I finally put the puppy pee pad down on his favorite pee spot for the last few days. And.........................what does he do! He pees somewhere else a little while ago!!!! Geezzzzzzzzzzzzzzzzzzzzzzzzzzzzzzzzz!!!

And, you know that Havs love paper, so, I have to try to keep the puppy pee pad/holder intact so Dexter does not chew up the pee pad before he uses the pad first, for pee that is..................

It has been fun around here since the RAIN!!!


----------



## Amy R. (Jul 1, 2007)

i hear ya. The rain really makes it difficult. I put little raincoats on my boys and act like it's a play period. I go out with them w/an umbrella. Gradually they are getting better about thinking it's fun AND doing their business quickly. It's a game of wits, LOL....


----------



## hedygs (May 23, 2007)

Amy, Gitter is afraid of the umbrella....grrrrr....and the rain....grrrrr... I end up crating him when it has been hours and he refuses to pee. Snow is fun but rain is not.


----------



## HavaneseSoon (Nov 4, 2008)

Well...............tried the puppy pee pad in the favorite spot.........No go! Tried keeping Dexter in the kitchen with the pee pad...........No go! He is tearing up the puppy pee pad and I am tired of saying "No!" 

So now, I have Dexter on a leash attached to my wrist. Dexter will not be going far now.


----------



## HavaneseSoon (Nov 4, 2008)

Oh! No problem with the umbrella and Dexter. We are setting the alarm again to go outside again.


----------



## Evye's Mom (Dec 16, 2008)

Linda, we had the same kind of weekend !!!! Rain all day Saturday and Sunday (and snow Monday). So many accidents. I finally put the UGODOG in the expen, we had 50/50 success. It is still so wet and yucky out and waiting patiently for things to resume to "normal" which for Bentley is squat and pee where you wish. Evye was doing wonderful but even she had an off weekend.


----------



## Evye's Mom (Dec 16, 2008)

One more thought, I bought the washable pee pads.
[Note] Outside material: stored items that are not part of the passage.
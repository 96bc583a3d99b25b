//! Transfers a byte pattern between two engines over a simulated link and reports the result.
//!
//! Call example:
//!
//! * `inet-loop -n 1000000 -l 4096 --drop-every 50 --mtu 1000 -vv`
use inet_loop::config;

fn main() {
    let config = config::Config::from_args();
    inet_loop::init_logger(config.verbose);

    println!("[+] Transferring {} bytes", config.bytes);
    match inet_loop::run(&config) {
        Ok(score) => {
            println!("[+] Done\n");
            println!("{}", score);
        },
        Err(err) => {
            eprintln!("[-] {}", err);
            std::process::exit(1);
        },
    }
}
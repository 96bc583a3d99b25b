//! Backing storage of the pool: segments and the chain node descriptors pointing into them.
//!
//! Everything in here works on plain indices and explicit reference counts. The safe handles in
//! the parent module are the only owners of those counts.
use alloc::{boxed::Box, vec, vec::Vec};
use core::mem;

use super::Config;

pub(crate) type NodeId = usize;
pub(crate) type SegmentId = usize;

/// Every segment starts on a boundary of this many bytes.
pub const SEGMENT_ALIGN: usize = mem::align_of::<u64>();

pub(crate) struct Arena {
    classes: Vec<Class>,
    segments: Vec<Segment>,
    nodes: Vec<Node>,
    free_nodes: Vec<NodeId>,
    /// Scratch space of `release`, kept to avoid allocating on every free.
    worklist: Vec<NodeId>,
}

struct Class {
    size: usize,
    total: usize,
    free: Vec<SegmentId>,
}

struct Segment {
    class: usize,
    refs: usize,
    words: Box<[u64]>,
}

/// A window into one segment, the unit that chains are made of.
#[derive(Clone, Copy, Debug, Default)]
pub(crate) struct Node {
    pub(crate) segment: SegmentId,
    pub(crate) offset: usize,
    pub(crate) len: usize,
    pub(crate) refs: usize,
    pub(crate) next: Option<NodeId>,
    /// Queue link owned by whoever put the chain into a queue.
    pub(crate) link: Option<NodeId>,
}

/// Occupancy of one size class.
#[derive(Clone, Copy, Debug, PartialEq, Eq)]
pub struct ClassStats {
    pub size: usize,
    pub total: usize,
    pub free: usize,
}

impl Arena {
    pub(crate) fn new(config: &Config) -> Self {
        let mut sizes: Vec<_> = config.classes.iter()
            .filter(|class| class.count > 0)
            .map(|class| (round_up(class.size), class.count))
            .collect();
        sizes.sort_by_key(|&(size, _)| size);
        assert!(!sizes.is_empty(), "a pool needs at least one segment");
        assert!(config.nodes > 0, "a pool needs chain nodes");

        let mut classes = Vec::with_capacity(sizes.len());
        let mut segments = Vec::new();
        for (class, &(size, count)) in sizes.iter().enumerate() {
            let first = segments.len();
            segments.extend((0..count).map(|_| Segment {
                class,
                refs: 0,
                words: vec![0u64; size / SEGMENT_ALIGN].into_boxed_slice(),
            }));
            classes.push(Class {
                size,
                total: count,
                // Popped from the back, so the lowest index is handed out first.
                free: (first..segments.len()).rev().collect(),
            });
        }

        Arena {
            classes,
            segments,
            nodes: vec![Node::default(); config.nodes],
            free_nodes: (0..config.nodes).rev().collect(),
            worklist: Vec::new(),
        }
    }

    /// Take a free segment for a request of `want` bytes.
    ///
    /// Prefers the smallest class that covers the request by itself and otherwise the largest
    /// class that still has a free segment. The segment is returned unreferenced.
    pub(crate) fn take_segment(&mut self, want: usize) -> Option<SegmentId> {
        let class = self.classes.iter()
            .position(|class| class.size >= want && !class.free.is_empty())
            .or_else(|| self.classes.iter().rposition(|class| !class.free.is_empty()))?;
        self.classes[class].free.pop()
    }

    /// Take a free segment that holds at least `want` bytes.
    pub(crate) fn take_covering(&mut self, want: usize) -> Option<SegmentId> {
        let class = self.classes.iter()
            .position(|class| class.size >= want && !class.free.is_empty())?;
        self.classes[class].free.pop()
    }

    pub(crate) fn largest_segment(&self) -> usize {
        self.classes.last().map_or(0, |class| class.size)
    }

    pub(crate) fn segment_size(&self, segment: SegmentId) -> usize {
        self.classes[self.segments[segment].class].size
    }

    pub(crate) fn segment_refs(&self, segment: SegmentId) -> usize {
        self.segments[segment].refs
    }

    /// Create a node with one reference, taking a new reference on `segment`.
    ///
    /// Ownership of the reference to `next` moves into the node.
    pub(crate) fn new_node(
        &mut self,
        segment: SegmentId,
        offset: usize,
        len: usize,
        next: Option<NodeId>,
    ) -> Option<NodeId> {
        debug_assert!(offset + len <= self.segment_size(segment));
        let id = self.free_nodes.pop()?;
        self.segments[segment].refs += 1;
        self.nodes[id] = Node { segment, offset, len, refs: 1, next, link: None };
        Some(id)
    }

    pub(crate) fn incref(&mut self, id: NodeId) {
        let node = &mut self.nodes[id];
        assert!(node.refs > 0, "reference taken on a free chain node");
        node.refs += 1;
    }

    /// Drop one reference to a node.
    ///
    /// A node reaching zero drops its segment reference and the references it holds on its
    /// successor and queue link, iteratively.
    pub(crate) fn release(&mut self, id: NodeId) {
        let mut work = mem::replace(&mut self.worklist, Vec::new());
        work.push(id);
        while let Some(id) = work.pop() {
            let node = &mut self.nodes[id];
            assert!(node.refs > 0, "chain node released more often than referenced");
            node.refs -= 1;
            if node.refs > 0 {
                continue;
            }

            let Node { segment, next, link, .. } = *node;
            node.next = None;
            node.link = None;
            self.free_nodes.push(id);

            let storage = &mut self.segments[segment];
            assert!(storage.refs > 0, "segment released more often than referenced");
            storage.refs -= 1;
            if storage.refs == 0 {
                self.classes[storage.class].free.push(segment);
            }

            work.extend(next);
            work.extend(link);
        }
        self.worklist = work;
    }

    pub(crate) fn node(&self, id: NodeId) -> &Node {
        &self.nodes[id]
    }

    pub(crate) fn node_mut(&mut self, id: NodeId) -> &mut Node {
        &mut self.nodes[id]
    }

    /// Node ids of a chain, in order.
    pub(crate) fn walk(&self, head: NodeId) -> Walk<'_> {
        Walk { arena: self, cursor: Some(head) }
    }

    /// Both the node and its segment are referenced exactly once.
    pub(crate) fn is_private(&self, id: NodeId) -> bool {
        let node = &self.nodes[id];
        node.refs == 1 && self.segments[node.segment].refs == 1
    }

    pub(crate) fn bytes(&self, id: NodeId) -> &[u8] {
        let node = &self.nodes[id];
        &self.segment_bytes(node.segment)[node.offset..node.offset + node.len]
    }

    pub(crate) fn bytes_mut(&mut self, id: NodeId) -> &mut [u8] {
        let Node { segment, offset, len, .. } = self.nodes[id];
        &mut self.segment_bytes_mut(segment)[offset..offset + len]
    }

    fn segment_bytes(&self, segment: SegmentId) -> &[u8] {
        bytemuck::cast_slice(&self.segments[segment].words[..])
    }

    fn segment_bytes_mut(&mut self, segment: SegmentId) -> &mut [u8] {
        bytemuck::cast_slice_mut(&mut self.segments[segment].words[..])
    }

    /// Copy bytes between two distinct segments.
    pub(crate) fn copy_between(
        &mut self,
        src: SegmentId,
        src_offset: usize,
        dst: SegmentId,
        dst_offset: usize,
        len: usize,
    ) {
        assert_ne!(src, dst, "copy within a single segment");
        let (from, to) = if src < dst {
            let (low, high) = self.segments.split_at_mut(dst);
            (&low[src], &mut high[0])
        } else {
            let (low, high) = self.segments.split_at_mut(src);
            (&high[0], &mut low[dst])
        };
        let from: &[u8] = bytemuck::cast_slice(&from.words[..]);
        let to: &mut [u8] = bytemuck::cast_slice_mut(&mut to.words[..]);
        to[dst_offset..dst_offset + len].copy_from_slice(&from[src_offset..src_offset + len]);
    }

    pub(crate) fn class_stats(&self) -> Vec<ClassStats> {
        self.classes.iter()
            .map(|class| ClassStats {
                size: class.size,
                total: class.total,
                free: class.free.len(),
            })
            .collect()
    }

    pub(crate) fn free_nodes(&self) -> usize {
        self.free_nodes.len()
    }

    pub(crate) fn total_nodes(&self) -> usize {
        self.nodes.len()
    }
}

pub(crate) struct Walk<'a> {
    arena: &'a Arena,
    cursor: Option<NodeId>,
}

impl Iterator for Walk<'_> {
    type Item = NodeId;

    fn next(&mut self) -> Option<NodeId> {
        let id = self.cursor?;
        self.cursor = self.arena.node(id).next;
        Some(id)
    }
}

fn round_up(size: usize) -> usize {
    let size = size.max(SEGMENT_ALIGN);
    (size + SEGMENT_ALIGN - 1) / SEGMENT_ALIGN * SEGMENT_ALIGN
}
I love them !!! They can't shred them and don't even try. (P.S. off ebay, I bought 3 at PetSmart for $22 each...ebay $8.50 each and they are 10 x better than PetSmart's).


----------



## HavaneseSoon (Nov 4, 2008)

I am glad I am NOT alone Sharlene. Dexter is still on short leash.

I put together a bell system for Dexter. Dexter will go to the door sometimes, but if there is no one there to see him....I do not know what he does. 

So, we are going to try the bell system at this time. 

Rain is gone, no snow. We had lots of pee accidents, no poos. I was watching like a hawk for Dexter sniffing his favorite spots. 

I will have to check out the no tear pee pads. Is the pad big enough for the pups to drag around?


----------



## HavaneseSoon (Nov 4, 2008)

The no tear pee pads look like pads we place under patients who are incontinent. The pads are thick and made out of layers of fabric with a waterproof backing. 

I may be able to buy a pad locally, so I can avoid the shipping charges. I need some type of pad when Dexter is left alone in his fenced off kitchen area. 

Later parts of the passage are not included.